We are using perf top
to show the CPU usage. The result shows two functions
samples pcnt function
------ ---- ---------
... ... ....
12617.00 6.8% func_outside
8691.00 4.7% func_inside
.....
In fact, these two functions are nested like this, and always 1 to 1 nested.
func_outside() {
....
func_inside()
...
}
Should I conclude that in the perf top
result, the 4.7% is actually already included in the 6.8%. And if excluding the cost of func_inside, the func_outside cost 2.1% (6.8-4.7)?
No each percentage that is reported is for that specific function only. So the func_inside
samples are not counted in func_outside
The way perf
works is that it periodically collects performance samples. By default perf top
simply checks which function is currently running and then adds that to the sample count for this function.
I was pretty sure this is the case, but wanted to verify that this is how perf top
displays the results so I wrote a quick test program to test its behavior. This program has two functions of interest outer
and inner
. The outer
function calls inner
in a loop, and the amount of work that inner
does is controlled by an argument. When compiling be sure to use O0 to avoid inlining. The command line arguments control the ratio of work between the two functions.
Running with parameters ./a.out 1 1 1000000000
gives results:
49.20% a.out [.] outer
23.69% a.out [.] main
21.32% a.out [.] inner
Running with parameters ./a.out 1 10 1000000000
gives results:
66.06% a.out [.] inner
17.77% a.out [.] outer
9.50% a.out [.] main
Running with parameters ./a.out 1 100 1000000000
gives results:
88.53% a.out [.] inner
2.85% a.out [.] outer
1.09% a.out [.] main
If the count for inner
was included in outer
then the runtime percentage for outer
would always be higher than inner
. But as these results show that is not the case.

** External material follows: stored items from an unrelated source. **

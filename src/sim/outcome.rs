//! Stop position selection
//!
//! The backend decides which symbol each reel shows; a symbol can sit at
//! several positions on a reel, so one of them is picked at random.

use rand::{Rng, SeedableRng};
use rand_pcg::Pcg32;

use crate::error::ReelError;
use crate::symbols::Symbol;

/// Supplies committed stop segments before a spin starts
pub trait OutcomeProvider {
    /// 1-indexed stop segment per reel
    fn next_stops(&mut self) -> Result<Vec<u32>, ReelError>;
}

/// Pick a 1-indexed position on `layout` for each reel's outcome symbol
pub fn stop_indexes<S, R>(layout: &[S], stops: &[S], rng: &mut R) -> Result<Vec<u32>, ReelError>
where
    S: PartialEq + std::fmt::Display,
    R: Rng,
{
    stops
        .iter()
        .enumerate()
        .map(|(reel, symbol)| {
            let positions: Vec<usize> = layout
                .iter()
                .enumerate()
                .filter(|(_, s)| *s == symbol)
                .map(|(i, _)| i)
                .collect();

            if positions.is_empty() {
                return Err(ReelError::SymbolNotOnReel {
                    reel,
                    symbol: symbol.to_string(),
                });
            }

            let pick = positions[rng.random_range(0..positions.len())];
            Ok(pick as u32 + 1)
        })
        .collect()
}

/// Deterministic random outcomes over a fixed layout
#[derive(Debug, Clone)]
pub struct SeededOutcome {
    layout: Vec<Symbol>,
    reel_count: usize,
    rng: Pcg32,
}

impl SeededOutcome {
    pub fn new(layout: Vec<Symbol>, reel_count: usize, seed: u64) -> Self {
        Self {
            layout,
            reel_count,
            rng: Pcg32::seed_from_u64(seed),
        }
    }

    pub fn layout(&self) -> &[Symbol] {
        &self.layout
    }

    /// Roll one symbol per reel
    pub fn roll_symbols(&mut self) -> Vec<Symbol> {
        (0..self.reel_count)
            .map(|_| self.layout[self.rng.random_range(0..self.layout.len())])
            .collect()
    }
}

impl OutcomeProvider for SeededOutcome {
    fn next_stops(&mut self) -> Result<Vec<u32>, ReelError> {
        if self.layout.is_empty() {
            return Err(ReelError::InvalidConfig("empty reel layout".into()));
        }
        let symbols = self.roll_symbols();
        log::debug!("Rolled {:?}", symbols);
        stop_indexes(&self.layout, &symbols, &mut self.rng)
    }
}

#[cfg(test)]
mod tests {
    use super::*;
    use crate::symbols::DEFAULT_LAYOUT;

    #[test]
    fn test_single_position_is_exact() {
        let mut rng = Pcg32::seed_from_u64(7);
        let stops = stop_indexes(
            &DEFAULT_LAYOUT,
            &[Symbol::Cherry, Symbol::Seven, Symbol::GrandJackpot],
            &mut rng,
        )
        .unwrap();
        assert_eq!(stops, vec![1, 3, 8]);
    }

    #[test]
    fn test_repeated_symbol_picks_a_match() {
        let layout = [Symbol::Bar, Symbol::Cherry, Symbol::Bar, Symbol::Bar];
        let mut rng = Pcg32::seed_from_u64(42);
        for _ in 0..50 {
            let stops = stop_indexes(&layout, &[Symbol::Bar], &mut rng).unwrap();
            assert!([1, 3, 4].contains(&stops[0]));
        }
    }

    #[test]
    fn test_missing_symbol() {
        let layout = [Symbol::Bar, Symbol::Cherry];
        let mut rng = Pcg32::seed_from_u64(1);
        let err = stop_indexes(&layout, &[Symbol::Bar, Symbol::Seven], &mut rng).unwrap_err();
        assert!(matches!(err, ReelError::SymbolNotOnReel { reel: 1, .. }));
    }

    #[test]
    fn test_seeded_outcome_is_deterministic() {
        let mut a = SeededOutcome::new(DEFAULT_LAYOUT.to_vec(), 3, 99);
        let mut b = SeededOutcome::new(DEFAULT_LAYOUT.to_vec(), 3, 99);
        for _ in 0..10 {
            let stops = a.next_stops().unwrap();
            assert_eq!(stops, b.next_stops().unwrap());
            assert_eq!(stops.len(), 3);
            assert!(stops.iter().all(|&s| (1..=8).contains(&s)));
        }
    }
}
//! WebGPU reel render pipeline
//!
//! Draws every reel in one fullscreen pass. The fragment shader samples the
//! reel atlas; per-frame input is just the camera and one angle per reel.

use bytemuck::{Pod, Zeroable};
use wgpu::util::DeviceExt;

use super::strip::ReelAtlas;
use super::ReelRenderer;
use crate::consts::MAX_REELS;
use crate::error::{AssetError, ReelError};
use crate::layout::{ReelLayout, Viewport};
use crate::settings::ReelConfig;
use crate::sim::ReelState;
use crate::wrap_angle;

// ============================================================================
// GPU DATA STRUCTURES (must match reel_shader.wgsl)
// ============================================================================

#[repr(C)]
#[derive(Copy, Clone, Pod, Zeroable)]
struct Globals {
    resolution: [f32; 2], // offset 0
    reel_count: u32,      // offset 8
    strip_count: u32,     // offset 12
    camera: [f32; 4],     // offset 16 - left, right, bottom, top
    reel_radius: f32,     // offset 32
    reel_length: f32,     // offset 36
    _pad: [f32; 2],       // pad to 48 bytes
}

#[repr(C)]
#[derive(Copy, Clone, Pod, Zeroable)]
struct ReelData {
    center: [f32; 2],
    scale: f32,
    angle: f32, // wrapped to [0, 2π) before narrowing
    strip: u32,
    _pad: [u32; 3], // 32-byte stride for the uniform array
}

// ============================================================================
// REEL RENDER STATE
// ============================================================================

pub struct ReelRenderState {
    pub surface: wgpu::Surface<'static>,
    pub device: wgpu::Device,
    pub queue: wgpu::Queue,
    pub config: wgpu::SurfaceConfiguration,
    pub pipeline: wgpu::RenderPipeline,

    globals_buffer: wgpu::Buffer,
    reels_buffer: wgpu::Buffer,
    bind_group: wgpu::BindGroup,

    pub size: (u32, u32),
    strip_count: usize,
    reel_radius: f32,
    reel_length: f32,
}

/// Acquire an adapter for `surface` and build the reel renderer on it
pub async fn init(
    instance: &wgpu::Instance,
    surface: wgpu::Surface<'static>,
    viewport: Viewport,
    atlas: &ReelAtlas,
    reel_config: &ReelConfig,
) -> Result<ReelRenderState, ReelError> {
    let adapter = instance
        .request_adapter(&wgpu::RequestAdapterOptions {
            power_preference: wgpu::PowerPreference::HighPerformance,
            compatible_surface: Some(&surface),
            force_fallback_adapter: false,
        })
        .await
        .map_err(|e| ReelError::SurfaceUnavailable(format!("no adapter: {e}")))?;

    log::info!("Using adapter: {:?}", adapter.get_info().name);

    ReelRenderState::new(surface, &adapter, viewport, atlas, reel_config).await
}

impl ReelRenderState {
    pub async fn new(
        surface: wgpu::Surface<'static>,
        adapter: &wgpu::Adapter,
        viewport: Viewport,
        atlas: &ReelAtlas,
        reel_config: &ReelConfig,
    ) -> Result<Self, ReelError> {
        let (width, height) = (viewport.width.max(1), viewport.height.max(1));

        let (device, queue) = adapter
            .request_device(&wgpu::DeviceDescriptor {
                label: Some("reel-device"),
                required_features: wgpu::Features::empty(),
                required_limits: wgpu::Limits::downlevel_webgl2_defaults(),
                memory_hints: Default::default(),
                trace: Default::default(),
                experimental_features: Default::default(),
            })
            .await
            .map_err(|e| ReelError::SurfaceUnavailable(format!("no device: {e}")))?;

        let surface_caps = surface.get_capabilities(adapter);
        log::info!("Surface formats: {:?}", surface_caps.formats);

        let surface_format = surface_caps
            .formats
            .iter()
            .find(|f| f.is_srgb())
            .or_else(|| surface_caps.formats.first())
            .copied()
            .ok_or_else(|| {
                ReelError::SurfaceUnavailable("surface reports no formats".to_string())
            })?;
        let alpha_mode = surface_caps
            .alpha_modes
            .first()
            .copied()
            .unwrap_or(wgpu::CompositeAlphaMode::Auto);

        log::info!("Using surface format: {:?}", surface_format);

        let config = wgpu::SurfaceConfiguration {
            usage: wgpu::TextureUsages::RENDER_ATTACHMENT,
            format: surface_format,
            width,
            height,
            present_mode: wgpu::PresentMode::AutoVsync,
            alpha_mode,
            view_formats: vec![],
            desired_maximum_frame_latency: 2,
        };
        surface.configure(&device, &config);

        // Atlas texture
        let image = atlas.image();
        let max = device.limits().max_texture_dimension_2d;
        if image.width() > max || image.height() > max {
            return Err(AssetError::TooLarge {
                width: image.width(),
                height: image.height(),
                max,
            }
            .into());
        }

        let atlas_size = wgpu::Extent3d {
            width: image.width(),
            height: image.height(),
            depth_or_array_layers: 1,
        };
        let atlas_texture = device.create_texture(&wgpu::TextureDescriptor {
            label: Some("reel_atlas"),
            size: atlas_size,
            mip_level_count: 1,
            sample_count: 1,
            dimension: wgpu::TextureDimension::D2,
            format: wgpu::TextureFormat::Rgba8UnormSrgb,
            usage: wgpu::TextureUsages::TEXTURE_BINDING | wgpu::TextureUsages::COPY_DST,
            view_formats: &[],
        });
        queue.write_texture(
            wgpu::TexelCopyTextureInfo {
                texture: &atlas_texture,
                mip_level: 0,
                origin: wgpu::Origin3d::ZERO,
                aspect: wgpu::TextureAspect::All,
            },
            image.pixels(),
            wgpu::TexelCopyBufferLayout {
                offset: 0,
                bytes_per_row: Some(4 * image.width()),
                rows_per_image: Some(image.height()),
            },
            atlas_size,
        );
        let atlas_view = atlas_texture.create_view(&wgpu::TextureViewDescriptor::default());
        let atlas_sampler = device.create_sampler(&wgpu::SamplerDescriptor {
            label: Some("reel_atlas_sampler"),
            address_mode_u: wgpu::AddressMode::ClampToEdge,
            // Strips wrap vertically around the cylinder
            address_mode_v: wgpu::AddressMode::Repeat,
            mag_filter: wgpu::FilterMode::Linear,
            min_filter: wgpu::FilterMode::Linear,
            ..Default::default()
        });

        let shader = device.create_shader_module(wgpu::ShaderModuleDescriptor {
            label: Some("reel_shader"),
            source: wgpu::ShaderSource::Wgsl(include_str!("reel_shader.wgsl").into()),
        });

        let globals_buffer = device.create_buffer_init(&wgpu::util::BufferInitDescriptor {
            label: Some("globals"),
            contents: bytemuck::bytes_of(&Globals {
                resolution: [width as f32, height as f32],
                reel_count: 0,
                strip_count: atlas.strip_count() as u32,
                camera: [-1.0, 1.0, -1.0, 1.0],
                reel_radius: reel_config.reel_radius,
                reel_length: reel_config.reel_length,
                _pad: [0.0; 2],
            }),
            usage: wgpu::BufferUsages::UNIFORM | wgpu::BufferUsages::COPY_DST,
        });

        let reels_buffer = device.create_buffer(&wgpu::BufferDescriptor {
            label: Some("reels"),
            size: (std::mem::size_of::<ReelData>() * MAX_REELS) as u64,
            usage: wgpu::BufferUsages::UNIFORM | wgpu::BufferUsages::COPY_DST,
            mapped_at_creation: false,
        });

        let bind_group_layout = device.create_bind_group_layout(&wgpu::BindGroupLayoutDescriptor {
            label: Some("reel_bind_group_layout"),
            entries: &[
                wgpu::BindGroupLayoutEntry {
                    binding: 0,
                    visibility: wgpu::ShaderStages::FRAGMENT,
                    ty: wgpu::BindingType::Buffer {
                        ty: wgpu::BufferBindingType::Uniform,
                        has_dynamic_offset: false,
                        min_binding_size: None,
                    },
                    count: None,
                },
                wgpu::BindGroupLayoutEntry {
                    binding: 1,
                    visibility: wgpu::ShaderStages::FRAGMENT,
                    ty: wgpu::BindingType::Buffer {
                        ty: wgpu::BufferBindingType::Uniform,
                        has_dynamic_offset: false,
                        min_binding_size: None,
                    },
                    count: None,
                },
                wgpu::BindGroupLayoutEntry {
                    binding: 2,
                    visibility: wgpu::ShaderStages::FRAGMENT,
                    ty: wgpu::BindingType::Texture {
                        sample_type: wgpu::TextureSampleType::Float { filterable: true },
                        view_dimension: wgpu::TextureViewDimension::D2,
                        multisampled: false,
                    },
                    count: None,
                },
                wgpu::BindGroupLayoutEntry {
                    binding: 3,
                    visibility: wgpu::ShaderStages::FRAGMENT,
                    ty: wgpu::BindingType::Sampler(wgpu::SamplerBindingType::Filtering),
                    count: None,
                },
            ],
        });

        let bind_group = device.create_bind_group(&wgpu::BindGroupDescriptor {
            label: Some("reel_bind_group"),
            layout: &bind_group_layout,
            entries: &[
                wgpu::BindGroupEntry {
                    binding: 0,
                    resource: globals_buffer.as_entire_binding(),
                },
                wgpu::BindGroupEntry {
                    binding: 1,
                    resource: reels_buffer.as_entire_binding(),
                },
                wgpu::BindGroupEntry {
                    binding: 2,
                    resource: wgpu::BindingResource::TextureView(&atlas_view),
                },
                wgpu::BindGroupEntry {
                    binding: 3,
                    resource: wgpu::BindingResource::Sampler(&atlas_sampler),
                },
            ],
        });

        let pipeline_layout = device.create_pipeline_layout(&wgpu::PipelineLayoutDescriptor {
            label: Some("reel_pipeline_layout"),
            bind_group_layouts: &[&bind_group_layout],
            immediate_size: 0,
        });

        let pipeline = device.create_render_pipeline(&wgpu::RenderPipelineDescriptor {
            label: Some("reel_pipeline"),
            layout: Some(&pipeline_layout),
            vertex: wgpu::VertexState {
                module: &shader,
                entry_point: Some("vs_main"),
                buffers: &[], // No vertex buffers - fullscreen triangle
                compilation_options: Default::default(),
            },
            fragment: Some(wgpu::FragmentState {
                module: &shader,
                entry_point: Some("fs_main"),
                targets: &[Some(wgpu::ColorTargetState {
                    format: config.format,
                    blend: None,
                    write_mask: wgpu::ColorWrites::ALL,
                })],
                compilation_options: Default::default(),
            }),
            primitive: wgpu::PrimitiveState {
                topology: wgpu::PrimitiveTopology::TriangleList,
                ..Default::default()
            },
            depth_stencil: None,
            multisample: wgpu::MultisampleState::default(),
            multiview_mask: None,
            cache: None,
        });

        Ok(Self {
            surface,
            device,
            queue,
            config,
            pipeline,
            globals_buffer,
            reels_buffer,
            bind_group,
            size: (width, height),
            strip_count: atlas.strip_count(),
            reel_radius: reel_config.reel_radius,
            reel_length: reel_config.reel_length,
        })
    }

    /// Reconfigure the surface after it was lost or outdated
    pub fn reconfigure(&mut self) {
        self.surface.configure(&self.device, &self.config);
    }
}

impl ReelRenderer for ReelRenderState {
    type Error = wgpu::SurfaceError;

    fn resize(&mut self, viewport: Viewport) {
        if viewport.width > 0 && viewport.height > 0 {
            self.size = (viewport.width, viewport.height);
            self.config.width = viewport.width;
            self.config.height = viewport.height;
            self.surface.configure(&self.device, &self.config);
        }
    }

    /// Update GPU buffers from reel state and render
    fn draw(&mut self, reels: &[ReelState], layout: &ReelLayout) -> Result<(), wgpu::SurfaceError> {
        let camera = layout.camera();
        let reel_count = reels.len().min(layout.placements().len()).min(MAX_REELS);

        let globals = Globals {
            resolution: [self.size.0 as f32, self.size.1 as f32],
            reel_count: reel_count as u32,
            strip_count: self.strip_count as u32,
            camera: [camera.left, camera.right, camera.bottom, camera.top],
            reel_radius: self.reel_radius,
            reel_length: self.reel_length,
            _pad: [0.0; 2],
        };
        self.queue
            .write_buffer(&self.globals_buffer, 0, bytemuck::bytes_of(&globals));

        let mut reel_data = [ReelData::zeroed(); MAX_REELS];
        for (i, (reel, placement)) in reels
            .iter()
            .zip(layout.placements())
            .take(reel_count)
            .enumerate()
        {
            reel_data[i] = ReelData {
                center: placement.center.to_array(),
                scale: placement.scale,
                angle: wrap_angle(reel.angle()) as f32,
                strip: (i % self.strip_count.max(1)) as u32,
                _pad: [0; 3],
            };
        }
        self.queue
            .write_buffer(&self.reels_buffer, 0, bytemuck::cast_slice(&reel_data));

        // Render
        let output = self.surface.get_current_texture()?;
        let view = output
            .texture
            .create_view(&wgpu::TextureViewDescriptor::default());

        let mut encoder = self
            .device
            .create_command_encoder(&wgpu::CommandEncoderDescriptor {
                label: Some("reel_encoder"),
            });

        {
            let mut render_pass = encoder.begin_render_pass(&wgpu::RenderPassDescriptor {
                label: Some("reel_render_pass"),
                color_attachments: &[Some(wgpu::RenderPassColorAttachment {
                    view: &view,
                    resolve_target: None,
                    ops: wgpu::Operations {
                        load: wgpu::LoadOp::Clear(wgpu::Color::TRANSPARENT),
                        store: wgpu::StoreOp::Store,
                    },
                    depth_slice: None,
                })],
                depth_stencil_attachment: None,
                timestamp_writes: None,
                occlusion_query_set: None,
                multiview_mask: None,
            });

            render_pass.set_pipeline(&self.pipeline);
            render_pass.set_bind_group(0, &self.bind_group, &[]);
            render_pass.draw(0..3, 0..1); // Fullscreen triangle
        }

        self.queue.submit(std::iter::once(encoder.finish()));
        output.present();

        Ok(())
    }
}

The test program I used is below and was compiled with gcc -O0 -g --std=c11 test.c
.
#include <stdlib.h>
#include <stdio.h>
long inner(int count) {
long sum = 0;
for(int i = 0; i < count; i++) {
sum += i;
}
return sum;
}
long outer(int count_out, int count_in) {
long sum = 0;
for(int i = 0; i < count_out; i++) {
sum += inner(count_in);
}
return sum;
}
int main(int argc, char **argv) {
if(argc < 4) {
printf("Usage: %s <outer_cnt> <inner_cnt> <loop>\n",argv[0]);
exit(-1);
}
int outer_cnt = atoi(argv[1]);
int inner_cnt = atoi(argv[2]);
int loops = atoi(argv[3]);
long res = 0;
for(int i = 0; i < loops; i++) {
res += outer(outer_cnt, inner_cnt);
}
printf("res is %ld\n", res);
return 0;
}